Utne is an unabashed fan of what he calls “advocacy journalism”--writing with a point of view and often about political and social issues. “I want to know what the writer’s biases are,” he says. “When the writer is forthcoming about his or her biases, I find it easier to assess what the truth is--as long as the reader knows that it’s advocacy journalism, and there’s a clear understanding that what is being presented as truth is mediated by the author’s opinion or bias.”

Asked to name some of his favorite magazines, Utne mentions Bulldozer, subtitled “the only vehicle for prison reform”; Processed World, an angry, anarchistic magazine published by “dissident office workers” who call it the “magazine with a bad attitude,” and New Outlook, a Middle Eastern publication produced jointly by Arabs and Jews.

Much of the reader’s material comes from small but established magazines such as Mother Jones and from news weeklies like the Village Voice. The most frequently used local publication is the L.A. Weekly.

Many editors welcome the national exposure the Utne Reader affords. “They’re good for us,” says Alan Kay, executive editor of the San Francisco Bay Guardian, a news weekly used frequently by the Utne Reader. “They make it known that there is an alternative press in this country, a press that is active and vital. In many cases, we are doing important, cutting-edge journalism, but we are not visible because our focus is so intensely local. It’s nice to get national exposure.”
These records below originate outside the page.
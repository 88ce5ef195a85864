use std::fmt;
use std::sync::Mutex as StdMutex;
use std::sync::atomic::{AtomicBool, Ordering};
use std::sync::Arc;
use std::time::Duration;

use anyhow::Result;
use chrono::{DateTime, Local, Timelike, Utc};
use tokio::sync::{Mutex, Notify, broadcast};
use tokio::task::JoinHandle;
use tracing::{debug, error, info, warn};

use crate::config::AppConfig;
use crate::db::LeadDb;
use crate::driver::{BrowserDriver, RelationshipState};
use crate::events::ServerEvent;
use crate::lock::{BrowserLock, BrowserLockGuard};
use crate::models::{QueueItem, WorkerState};
use crate::pacing::{PacingGate, PacingPolicy, PacingSettings, PacingUpdate};

pub const WORKER_LOCK_OWNER: &str = "connect-worker";

const PAUSED_POLL: Duration = Duration::from_secs(5);
const EMPTY_QUEUE_POLL: Duration = Duration::from_secs(30);
const OUTSIDE_HOURS_POLL: Duration = Duration::from_secs(60);
const DAILY_LIMIT_POLL: Duration = Duration::from_secs(300);
const LOCK_RETRY_POLL: Duration = Duration::from_secs(15);
const ERROR_BACKOFF: Duration = Duration::from_secs(60);

/// Result of driving the send flow for one claimed item. Expected
/// failures are values here, not errors, so the loop can match on them.
#[derive(Debug, Clone, PartialEq, Eq)]
pub enum SendOutcome {
    Sent,
    AlreadyConnected,
    ActionNotFound,
    SubmitUnverified,
    Error(String),
}

impl fmt::Display for SendOutcome {
    fn fmt(&self, f: &mut fmt::Formatter<'_>) -> fmt::Result {
        match self {
            Self::Sent => write!(f, "sent"),
            Self::AlreadyConnected => write!(f, "already connected"),
            Self::ActionNotFound => write!(f, "connect action not found"),
            Self::SubmitUnverified => write!(f, "submit unverified"),
            Self::Error(reason) => write!(f, "error: {reason}"),
        }
    }
}

/// What a single scheduling iteration did.
#[derive(Debug)]
pub enum IterationOutcome {
    QueueEmpty,
    Blocked(PacingGate),
    /// Browser lock unavailable within the timeout; the claimed item
    /// went back to pending.
    LockBusy,
    Attempted { item_id: i64, outcome: SendOutcome },
}

#[derive(Debug)]
pub enum WorkerStartError {
    /// Configuration rejected; the worker refuses to transition to
    /// running.
    InvalidSettings(String),
    Internal(anyhow::Error),
}

impl fmt::Display for WorkerStartError {
    fn fmt(&self, f: &mut fmt::Formatter<'_>) -> fmt::Result {
        match self {
            Self::InvalidSettings(message) => write!(f, "invalid connect settings: {message}"),
            Self::Internal(err) => write!(f, "{err:#}"),
        }
    }
}

impl std::error::Error for WorkerStartError {}

/// Background loop that drains the connect queue at a human-plausible
/// pace: one item at a time, behind the browser lock, under the daily
/// cap and business-hours gate, with randomized spacing between
/// attempts.
pub struct ConnectWorker {
    db: Arc<LeadDb>,
    lock: Arc<BrowserLock>,
    driver: Arc<dyn BrowserDriver>,
    config: Arc<AppConfig>,
    events: broadcast::Sender<ServerEvent>,
    running: AtomicBool,
    paused: AtomicBool,
    wake: Notify,
    task: Mutex<Option<JoinHandle<()>>>,
    last_sent: StdMutex<Option<DateTime<Utc>>>,
}

impl ConnectWorker {
    pub fn new(
        db: Arc<LeadDb>,
        lock: Arc<BrowserLock>,
        driver: Arc<dyn BrowserDriver>,
        config: Arc<AppConfig>,
        events: broadcast::Sender<ServerEvent>,
    ) -> Arc<Self> {
        Arc::new(Self {
            db,
            lock,
            driver,
            config,
            events,
            running: AtomicBool::new(false),
            paused: AtomicBool::new(false),
            wake: Notify::new(),
            task: Mutex::new(None),
            last_sent: StdMutex::new(None),
        })
    }

    /// Effective pacing settings: the stored blob when present,
    /// otherwise the configured defaults.
    pub async fn configured_settings(&self) -> Result<PacingSettings> {
        let stored = self.db.get_pacing_settings_raw().await?;
        let defaults = self.config.pacing_defaults();
        Ok(match stored {
            Some(value) => PacingSettings::from_stored(Some(value), &defaults),
            None => defaults,
        })
    }

    /// Merge, clamp, persist, and pick up a settings update.
    pub async fn update_settings(&self, update: PacingUpdate) -> Result<PacingSettings> {
        let merged = self.configured_settings().await?.apply(update).normalized();
        self.db
            .save_pacing_settings(&serde_json::to_value(&merged)?)
            .await?;
        self.wake.notify_one();
        Ok(merged)
    }

    pub fn is_running(&self) -> bool {
        self.running.load(Ordering::SeqCst)
    }

    pub fn is_paused(&self) -> bool {
        self.paused.load(Ordering::SeqCst)
    }

    /// Start the loop. Idempotent: starting a running worker returns
    /// the current snapshot without spawning a second loop. Refuses to
    /// run on invalid settings.
    pub async fn start(self: &Arc<Self>) -> Result<WorkerState, WorkerStartError> {
        let settings = self
            .configured_settings()
            .await
            .map_err(WorkerStartError::Internal)?;
        settings.validate().map_err(WorkerStartError::InvalidSettings)?;

        {
            let mut task = self.task.lock().await;
            let alive = task.as_ref().map(|handle| !handle.is_finished()).unwrap_or(false);

            if alive && self.running.load(Ordering::SeqCst) {
                debug!("connect worker already running");
            } else {
                // A previous loop may still be winding down after
                // stop(); let it finish so two loops never overlap.
                if let Some(old) = task.take() {
                    if !old.is_finished() {
                        info!("waiting for previous worker loop to exit");
                    }
                    let _ = old.await;
                }

                self.running.store(true, Ordering::SeqCst);
                self.paused.store(false, Ordering::SeqCst);
                let worker = Arc::clone(self);
                *task = Some(tokio::spawn(async move {
                    worker.run_loop().await;
                }));
                info!("connect worker started");
            }
        }

        self.status().await.map_err(WorkerStartError::Internal)
    }

    /// Request the loop to exit at its next safe point. Never interrupts
    /// a browser operation already in flight.
    pub async fn stop(&self) -> Result<WorkerState> {
        if self.running.swap(false, Ordering::SeqCst) {
            info!("connect worker stopping");
        }
        self.wake.notify_one();
        self.status().await
    }

    pub async fn pause(&self) -> Result<WorkerState> {
        if !self.paused.swap(true, Ordering::SeqCst) {
            info!("connect worker paused");
        }
        self.status().await
    }

    pub async fn resume(&self) -> Result<WorkerState> {
        if self.paused.swap(false, Ordering::SeqCst) {
            info!("connect worker resumed");
        }
        self.wake.notify_one();
        self.status().await
    }

    /// Wake the loop early so queue changes are picked up immediately.
    pub fn nudge(&self) {
        self.wake.notify_one();
    }

    /// Wait for the loop task to finish. Used on shutdown.
    pub async fn join(&self) {
        let handle = self.task.lock().await.take();
        if let Some(handle) = handle {
            let _ = handle.await;
        }
    }

    pub async fn status(&self) -> Result<WorkerState> {
        let settings = self.configured_settings().await?;
        let stats = self.db.queue_stats().await?;
        let sends_today = self
            .db
            .sent_count_for_local_day(Local::now().date_naive())
            .await?;
        let last_sent = *self.last_sent.lock().expect("last_sent lock poisoned");

        Ok(WorkerState {
            running: self.is_running(),
            paused: self.is_paused(),
            last_sent,
            sends_today,
            daily_limit: settings.daily_limit,
            pending: stats.pending,
            sent: stats.sent,
            failed: stats.failed,
        })
    }

    async fn run_loop(&self) {
        info!("connect worker loop running");
        while self.running.load(Ordering::SeqCst) {
            if self.paused.load(Ordering::SeqCst) {
                self.sleep_with_wake(PAUSED_POLL).await;
                continue;
            }

            match self.run_once().await {
                Ok(IterationOutcome::Attempted { item_id, outcome }) => {
                    let settings = match self.configured_settings().await {
                        Ok(settings) => settings,
                        Err(_) => self.config.pacing_defaults(),
                    };
                    let delay = PacingPolicy::jitter_delay(&settings);
                    info!(
                        item = item_id,
                        "attempt finished ({outcome}); next check in {:.0}s",
                        delay.as_secs_f64()
                    );
                    self.sleep_with_wake(delay).await;
                }
                Ok(IterationOutcome::QueueEmpty) => {
                    debug!("connect queue empty");
                    self.sleep_with_wake(EMPTY_QUEUE_POLL).await;
                }
                Ok(IterationOutcome::Blocked(PacingGate::DailyLimitReached { sent, limit })) => {
                    info!("daily limit reached ({sent}/{limit}); waiting for rollover");
                    self.sleep_with_wake(DAILY_LIMIT_POLL).await;
                }
                Ok(IterationOutcome::Blocked(PacingGate::OutsideBusinessHours { start, end })) => {
                    debug!("outside business hours ({start:02}:00-{end:02}:00)");
                    self.sleep_with_wake(OUTSIDE_HOURS_POLL).await;
                }
                Ok(IterationOutcome::LockBusy) => {
                    debug!("browser busy; item left pending");
                    self.sleep_with_wake(LOCK_RETRY_POLL).await;
                }
                Err(err) => {
                    error!("connect worker iteration failed: {err:#}");
                    self.sleep_with_wake(ERROR_BACKOFF).await;
                }
            }
        }
        info!("connect worker loop exited");
    }

    /// One scheduling iteration: consult pacing, claim the oldest
    /// pending item, take the browser lock, drive the send flow, and
    /// reconcile the result into the queue. Public so a single
    /// iteration can be exercised deterministically.
    pub async fn run_once(&self) -> Result<IterationOutcome> {
        let settings = self.configured_settings().await?;
        let now = Local::now();
        let sends_today = self.db.sent_count_for_local_day(now.date_naive()).await?;

        if let Some(gate) = PacingPolicy::gate(&settings, sends_today, now.hour()) {
            return Ok(IterationOutcome::Blocked(gate));
        }

        let claim_stale = Duration::from_secs(self.config.claim_stale_seconds);
        let Some(item) = self.db.claim_next_pending(claim_stale).await? else {
            return Ok(IterationOutcome::QueueEmpty);
        };

        let acquire_timeout = Duration::from_secs(self.config.lock_acquire_timeout_seconds);
        let guard = match self.lock.acquire(WORKER_LOCK_OWNER, acquire_timeout).await {
            Ok(guard) => guard,
            Err(busy) => {
                // Resource contention is not an item failure.
                debug!(item = item.id, "{busy}; releasing claim");
                self.db.release_claim(item.id).await?;
                return Ok(IterationOutcome::LockBusy);
            }
        };

        info!(item = item.id, url = %item.linkedin_url, "sending connect request to {}", item.full_name);
        let outcome = self.execute_send(&item, &guard).await;
        drop(guard);

        match &outcome {
            SendOutcome::Sent => {
                self.db.mark_sent(item.id).await?;
                self.record_sent();
                info!(item = item.id, "connect request verified sent to {}", item.full_name);
            }
            SendOutcome::AlreadyConnected => {
                // Idempotent success: nothing was sent, but the goal
                // state holds.
                self.db.mark_sent(item.id).await?;
                self.record_sent();
                info!(item = item.id, "already connected or pending; marked sent");
            }
            SendOutcome::ActionNotFound => {
                self.db
                    .mark_failed(item.id, "connect action not found on profile")
                    .await?;
                warn!(item = item.id, "no connect action for {}", item.full_name);
            }
            SendOutcome::SubmitUnverified => {
                self.db
                    .mark_failed(item.id, "invite submitted but could not be verified")
                    .await?;
                warn!(item = item.id, "could not verify send to {}", item.full_name);
            }
            SendOutcome::Error(reason) => {
                self.db.mark_failed(item.id, reason).await?;
                warn!(item = item.id, "send flow failed for {}: {reason}", item.full_name);
            }
        }

        self.publish_state().await;
        Ok(IterationOutcome::Attempted {
            item_id: item.id,
            outcome,
        })
    }

    /// Run the multi-step send flow, converting any error into a
    /// `SendOutcome::Error` so the loop itself never propagates one.
    async fn execute_send(&self, item: &QueueItem, guard: &BrowserLockGuard) -> SendOutcome {
        match self.drive_send_flow(item, guard).await {
            Ok(outcome) => outcome,
            Err(err) => SendOutcome::Error(format!("{err:#}")),
        }
    }

    async fn drive_send_flow(
        &self,
        item: &QueueItem,
        guard: &BrowserLockGuard,
    ) -> Result<SendOutcome> {
        self.driver.open_profile(&item.linkedin_url).await?;
        let flow = self.send_flow_steps(item, guard).await;
        if let Err(err) = self.driver.close_visit().await {
            debug!("failed closing browser visit: {err:#}");
        }
        flow
    }

    async fn send_flow_steps(
        &self,
        item: &QueueItem,
        guard: &BrowserLockGuard,
    ) -> Result<SendOutcome> {
        guard.touch();
        if self.driver.relationship_state().await? == RelationshipState::PendingOrConnected {
            return Ok(SendOutcome::AlreadyConnected);
        }

        guard.touch();
        if !self.driver.locate_connect_action().await? {
            return Ok(SendOutcome::ActionNotFound);
        }

        self.driver.open_invite().await?;
        guard.touch();
        self.driver.submit_invite(item.note.as_deref()).await?;

        guard.touch();
        if self.driver.verify_sent().await? {
            Ok(SendOutcome::Sent)
        } else {
            Ok(SendOutcome::SubmitUnverified)
        }
    }

    fn record_sent(&self) {
        *self.last_sent.lock().expect("last_sent lock poisoned") = Some(Utc::now());
    }

    async fn publish_state(&self) {
        if let Ok(state) = self.status().await {
            let _ = self.events.send(ServerEvent::Worker(state));
        }
    }

    async fn sleep_with_wake(&self, duration: Duration) {
        if duration.is_zero() {
            return;
        }
        tokio::select! {
            _ = self.wake.notified() => {}
            _ = tokio::time::sleep(duration) => {}
        }
    }
}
Before assembling each issue, the seven-member Utne Reader staff must plow through about 1,500 publications. Assisting them in this task are members of the Alternative Press Reading and Dining Salon, volunteers who meet every two months over a vegetarian dinner to discuss (and argue about) their reading. “This,” Utne says, “is the most stimulating part of producing the magazine.”

Despite the reader’s subtitle (“The best of the alternative press”), Utne is reluctant to define the term. “We often have a hard time seeing that label on the magazine, because it doesn’t really suggest what we are,” he says. “We avoid defining it. Alternative is what we find interesting and valuable.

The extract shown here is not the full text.